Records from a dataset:
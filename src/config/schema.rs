//! Configuration schema definitions.
//!
//! This module defines the service configuration consumed by the logging
//! bootstrap. All types derive Serde traits for deserialization from config
//! files.

use std::collections::HashMap;
use std::path::{Path, PathBuf};

use serde::{Deserialize, Serialize};

use crate::observability::paths::clean_path;

/// Key under which the log directory is stored in [`ServiceConfig::configs`].
pub const TURBO_LOG_PATH: &str = "turbo_log_path";

/// Environment name that selects the production logging profile.
pub const PRODUCTION: &str = "production";

/// Read access to the service configuration.
///
/// The logging initializer only depends on this trait, so callers can hand
/// it their own configuration object.
pub trait ServiceSettings {
    /// Environment name, e.g. `"production"` or `"development"`.
    fn env(&self) -> &str;

    /// Service root as written in the configuration.
    fn service_root_path(&self) -> &str;

    /// Service root made absolute against the working directory.
    fn service_root_path_absolute(&self) -> PathBuf;

    /// Generic string lookup.
    fn get(&self, key: &str) -> Option<&str>;
}

/// Root configuration for a service.
#[derive(Debug, Clone, Deserialize, Serialize, Default)]
#[serde(default)]
pub struct ServiceConfig {
    /// Environment name (empty means development).
    pub env: String,

    /// Service root directory, relative or absolute.
    pub service_root: String,

    /// Free-form string settings.
    pub configs: HashMap<String, String>,
}

impl ServiceConfig {
    /// Convenience accessor for the configured log directory.
    pub fn log_path(&self) -> Option<&str> {
        self.get(TURBO_LOG_PATH)
    }

    /// Whether this configuration selects the production profile.
    pub fn is_production(&self) -> bool {
        self.env == PRODUCTION
    }
}

impl ServiceSettings for ServiceConfig {
    fn env(&self) -> &str {
        &self.env
    }

    fn service_root_path(&self) -> &str {
        &self.service_root
    }

    fn service_root_path_absolute(&self) -> PathBuf {
        let root = Path::new(self.service_root.trim());
        if root.is_absolute() {
            return clean_path(root);
        }
        match std::env::current_dir() {
            Ok(cwd) => clean_path(&cwd.join(root)),
            Err(_) => clean_path(root),
        }
    }

    fn get(&self, key: &str) -> Option<&str> {
        self.configs.get(key).map(String::as_str)
    }
}
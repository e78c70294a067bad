//! turbo-log
//!
//! Loads a service configuration, initializes logging the way a turbo
//! service does at startup, and emits a few entries.
//!
//! ```text
//! turbo-log --config service.toml --env production --message "hello"
//! ```

use std::path::PathBuf;

use clap::Parser;

use turbo_log::config::load_config;
use turbo_log::lifecycle::init_logging_or_exit;

#[derive(Parser)]
#[command(name = "turbo-log")]
#[command(about = "Initialize turbo service logging and emit test entries", long_about = None)]
struct Cli {
    /// Service configuration file (TOML).
    #[arg(short, long)]
    config: Option<PathBuf>,

    /// Override the configured environment.
    #[arg(short, long)]
    env: Option<String>,

    /// Message to log after startup.
    #[arg(short, long)]
    message: Option<String>,
}

fn main() -> Result<(), Box<dyn std::error::Error>> {
    let cli = Cli::parse();

    let mut config = match &cli.config {
        Some(path) => load_config(path)?,
        None => Default::default(),
    };
    if let Some(env) = cli.env {
        config.env = env;
    }

    let logger = init_logging_or_exit(&config);

    tracing::info!(
        service_root = %config.service_root,
        production = config.is_production(),
        "turbo-log v0.1.0 started"
    );
    tracing::debug!(hooks = ?logger.hook_names(), "Logger ready");

    if let Some(message) = cli.message {
        tracing::info!("{}", message);
    }

    Ok(())
}
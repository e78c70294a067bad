//! Configuration validation.
//!
//! # Responsibilities
//! - Semantic validation (serde handles syntactic)
//! - Reject paths the filesystem cannot represent
//!
//! # Design Decisions
//! - Returns all validation errors, not just first
//! - Validation is pure function: ServiceConfig → Result<(), Vec<ValidationError>>
//! - Runs before config is accepted into the system

use thiserror::Error;

use crate::config::schema::{ServiceConfig, TURBO_LOG_PATH};

/// A single semantic problem in a configuration.
#[derive(Debug, Clone, PartialEq, Eq, Error)]
pub enum ValidationError {
    #[error("`{field}` contains a NUL byte")]
    NulByte { field: String },

    #[error("`env` must not contain whitespace: {0:?}")]
    EnvWhitespace(String),

    #[error("config key must not be empty")]
    EmptyKey,
}

/// Validate a parsed configuration.
pub fn validate_config(config: &ServiceConfig) -> Result<(), Vec<ValidationError>> {
    let mut errors = Vec::new();

    if config.service_root.contains('\0') {
        errors.push(ValidationError::NulByte {
            field: "service_root".into(),
        });
    }

    if config.env.chars().any(char::is_whitespace) {
        errors.push(ValidationError::EnvWhitespace(config.env.clone()));
    }

    if config.configs.keys().any(|k| k.trim().is_empty()) {
        errors.push(ValidationError::EmptyKey);
    }

    if let Some(path) = config.configs.get(TURBO_LOG_PATH) {
        if path.contains('\0') {
            errors.push(ValidationError::NulByte {
                field: format!("configs.{}", TURBO_LOG_PATH),
            });
        }
    }

    if errors.is_empty() {
        Ok(())
    } else {
        Err(errors)
    }
}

◆ Assignment: Scan the records for the word "contains", and copy each line where it is found.

◆ Written solution:
    #[error("`{field}` contains a NUL byte")]
    if config.service_root.contains('\0') {
        if path.contains('\0') {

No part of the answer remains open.